Wednesday, October 21, 2015

Interview with Beth Cato: Real vs Imaginary Fears




I’m so excited to have Beth Cato on the blog today. She’s the author of the Clockwork Dagger steampunk fantasy series from Harper Voyager. In honor of Halloween and the November 10th release of her novella Wings of Sorrow and Bone, she’s agreed to answer a few questions about fear.

PAT: Hi Beth and welcome to our chat about fears. First, tell me what scares you more? Real-life frightening things like shark attacks or heights, or fantasy things like vampires and zombies?

BETH: Real-life stuff definitely scares me the most, especially the worst monsters of all: people. But I have to add that I really, truly, hate zombies.

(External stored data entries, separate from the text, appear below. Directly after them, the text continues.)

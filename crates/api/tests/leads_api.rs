//! Integration tests for the lead endpoints, driven through the full router
//! with an in-memory store.

mod common;

use std::io;
use std::sync::{Arc, Mutex};

use axum::http::StatusCode;
use common::{body_json, get, post_json, post_raw, valid_payload};
use serde_json::{json, Value};
use tracing_subscriber::fmt::MakeWriter;

/// Collects formatted log output in memory.
#[derive(Clone, Default)]
struct CapturedLogs(Arc<Mutex<Vec<u8>>>);

impl CapturedLogs {
    fn contents(&self) -> String {
        String::from_utf8_lossy(&self.0.lock().unwrap()).into_owned()
    }
}

impl io::Write for CapturedLogs {
    fn write(&mut self, buf: &[u8]) -> io::Result<usize> {
        self.0.lock().unwrap().extend_from_slice(buf);
        Ok(buf.len())
    }

    fn flush(&mut self) -> io::Result<()> {
        Ok(())
    }
}

impl<'a> MakeWriter<'a> for CapturedLogs {
    type Writer = CapturedLogs;

    fn make_writer(&'a self) -> Self::Writer {
        self.clone()
    }
}

// ---------------------------------------------------------------------------
// POST /api/leads
// ---------------------------------------------------------------------------

#[tokio::test]
async fn create_returns_stored_lead() {
    let app = common::build_test_app();

    let response = post_json(app, "/api/leads", &valid_payload()).await;
    assert_eq!(response.status(), StatusCode::OK);

    let lead = body_json(response).await;
    assert!(lead["id"].is_string());
    assert!(lead["createdAt"].is_string());
    assert_eq!(lead["companyName"], "Acme");
    assert_eq!(lead["challenges"], json!(["atendimento"]));
    assert_eq!(lead["interestedSolutions"], json!([]));
    assert_eq!(lead["mainChallenge"], Value::Null);
    assert_eq!(lead["comments"], Value::Null);
}

#[tokio::test]
async fn created_lead_is_retrievable_by_id() {
    let app = common::build_test_app();

    let mut payload = valid_payload();
    payload["budget"] = json!("5k-15k");
    payload["interestedSolutions"] = json!(["chatbot", "chatbot", "automacao"]);
    let created = body_json(post_json(app.clone(), "/api/leads", &payload).await).await;

    let id = created["id"].as_str().unwrap();
    let response = get(app, &format!("/api/leads/{id}")).await;
    assert_eq!(response.status(), StatusCode::OK);

    let fetched = body_json(response).await;
    assert_eq!(fetched, created);
    assert_eq!(fetched["budget"], "5k-15k");
    assert_eq!(fetched["interestedSolutions"], json!(["chatbot", "automacao"]));
}

#[tokio::test]
async fn invalid_payload_returns_every_violation() {
    let app = common::build_test_app();

    let payload = json!({
        "companyName": "A",
        "industry": "tecnologia",
        "companySize": "pequena",
        "position": "CTO",
        "challenges": [],
        "fullName": "Jane Doe",
        "email": "not-an-email",
        "phone": "123"
    });
    let response = post_json(app.clone(), "/api/leads", &payload).await;
    assert_eq!(response.status(), StatusCode::BAD_REQUEST);

    let json = body_json(response).await;
    assert_eq!(json["code"], "VALIDATION_ERROR");
    assert!(json["message"].is_string());

    let errors = json["errors"].as_array().unwrap();
    let fields: Vec<&str> = errors.iter().map(|e| e["field"].as_str().unwrap()).collect();
    assert_eq!(fields, ["companyName", "challenges", "email", "phone"]);
    assert_eq!(errors[0]["kind"], "too_short");
    assert_eq!(errors[1]["kind"], "missing_required");
    assert_eq!(errors[2]["kind"], "invalid_format");
    assert_eq!(errors[3]["kind"], "too_short");

    // Nothing was stored.
    let all = body_json(get(app, "/api/leads").await).await;
    assert_eq!(all, json!([]));
}

#[tokio::test]
async fn empty_object_reports_all_required_fields() {
    let app = common::build_test_app();

    let response = post_json(app, "/api/leads", &json!({})).await;
    assert_eq!(response.status(), StatusCode::BAD_REQUEST);

    let json = body_json(response).await;
    let errors = json["errors"].as_array().unwrap();
    assert_eq!(errors.len(), 8);
    assert!(errors.iter().all(|e| e["kind"] == "missing_required"));
}

#[tokio::test]
async fn wrong_json_type_is_invalid_format() {
    let app = common::build_test_app();

    let mut payload = valid_payload();
    payload["challenges"] = json!("atendimento");
    let response = post_json(app, "/api/leads", &payload).await;
    assert_eq!(response.status(), StatusCode::BAD_REQUEST);

    let json = body_json(response).await;
    assert_eq!(json["errors"][0]["field"], "challenges");
    assert_eq!(json["errors"][0]["kind"], "invalid_format");
}

#[tokio::test]
async fn malformed_json_returns_400() {
    let app = common::build_test_app();

    let response = post_raw(app, "/api/leads", "{\"companyName\": ").await;
    assert_eq!(response.status(), StatusCode::BAD_REQUEST);

    let json = body_json(response).await;
    assert_eq!(json["code"], "BAD_REQUEST");
    assert!(json["message"].is_string());
    assert_eq!(json["errors"], json!([]));
}

#[tokio::test]
async fn create_logs_the_id_but_no_personal_data() {
    let logs = CapturedLogs::default();
    let subscriber = tracing_subscriber::fmt()
        .with_max_level(tracing::Level::TRACE)
        .with_ansi(false)
        .with_writer(logs.clone())
        .finish();
    let _guard = tracing::subscriber::set_default(subscriber);

    let app = common::build_test_app();
    let lead = body_json(post_json(app, "/api/leads", &valid_payload()).await).await;

    let output = logs.contents();
    assert!(output.contains("Lead created"));
    assert!(output.contains(lead["id"].as_str().unwrap()));
    for personal in ["Acme", "Jane Doe", "jane@acme.com", "99999-8888"] {
        assert!(!output.contains(personal), "log leaked {personal}");
    }
}

// ---------------------------------------------------------------------------
// GET /api/leads
// ---------------------------------------------------------------------------

#[tokio::test]
async fn list_starts_empty() {
    let app = common::build_test_app();

    let response = get(app, "/api/leads").await;
    assert_eq!(response.status(), StatusCode::OK);
    assert_eq!(body_json(response).await, json!([]));
}

#[tokio::test]
async fn list_is_newest_first() {
    let app = common::build_test_app();

    let mut ids = Vec::new();
    for company in ["First", "Second", "Third"] {
        let mut payload = valid_payload();
        payload["companyName"] = json!(company);
        let lead = body_json(post_json(app.clone(), "/api/leads", &payload).await).await;
        ids.push(lead["id"].clone());
    }
    ids.reverse();

    let all = body_json(get(app, "/api/leads").await).await;
    let listed: Vec<Value> = all
        .as_array()
        .unwrap()
        .iter()
        .map(|l| l["id"].clone())
        .collect();
    assert_eq!(listed, ids);
}

// ---------------------------------------------------------------------------
// GET /api/leads/{id}
// ---------------------------------------------------------------------------

#[tokio::test]
async fn unknown_id_returns_404() {
    let app = common::build_test_app();

    let id = uuid::Uuid::new_v4();
    let response = get(app, &format!("/api/leads/{id}")).await;
    assert_eq!(response.status(), StatusCode::NOT_FOUND);

    let json = body_json(response).await;
    assert_eq!(json["code"], "NOT_FOUND");
    assert_eq!(json["message"], format!("Lead with id {id} not found"));
}

#[tokio::test]
async fn malformed_id_returns_404() {
    let app = common::build_test_app();

    let response = get(app, "/api/leads/nonexistent-id").await;
    assert_eq!(response.status(), StatusCode::NOT_FOUND);

    let json = body_json(response).await;
    assert_eq!(json["message"], "Lead with id nonexistent-id not found");
}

I try to avoid books and movies with zombies I tend to have awful nightmares as a result.

PAT: Speaking of books and movies, do you think some scary elements work better in one vs. the other?

BETH: Personally, I prefer scary blood-gore elements in books because I can skim or re-read as necessary. Movies and shows tend to throw too much in our faces now. It ends up being more revolting than scary, or so ridiculously over-the-top that I roll my eyes.

PAT: Why do you think things designed for play--dolls, clowns, fun houses--can frighten us?

BETH: There's something especially disturbing about spoiled innocence. It also says a lot about our jaded perspective as adults, too. Children see a bin of naked dolls in a thrift store and think, wow, dolls! We see the nudity and tangled limbs and heads turned the wrong way and scribbled marker over plastic flesh. We realize that there's a story behind those dolls, something that ended up with them being abandoned there. As adults, we see almost too much. We read into the psychology. We know the smile is fake, or it’s hiding something.

PAT: Interesting and I totally agree. Probably a similar line of thinking could be applied to the difference between how children and adults experience fairytales.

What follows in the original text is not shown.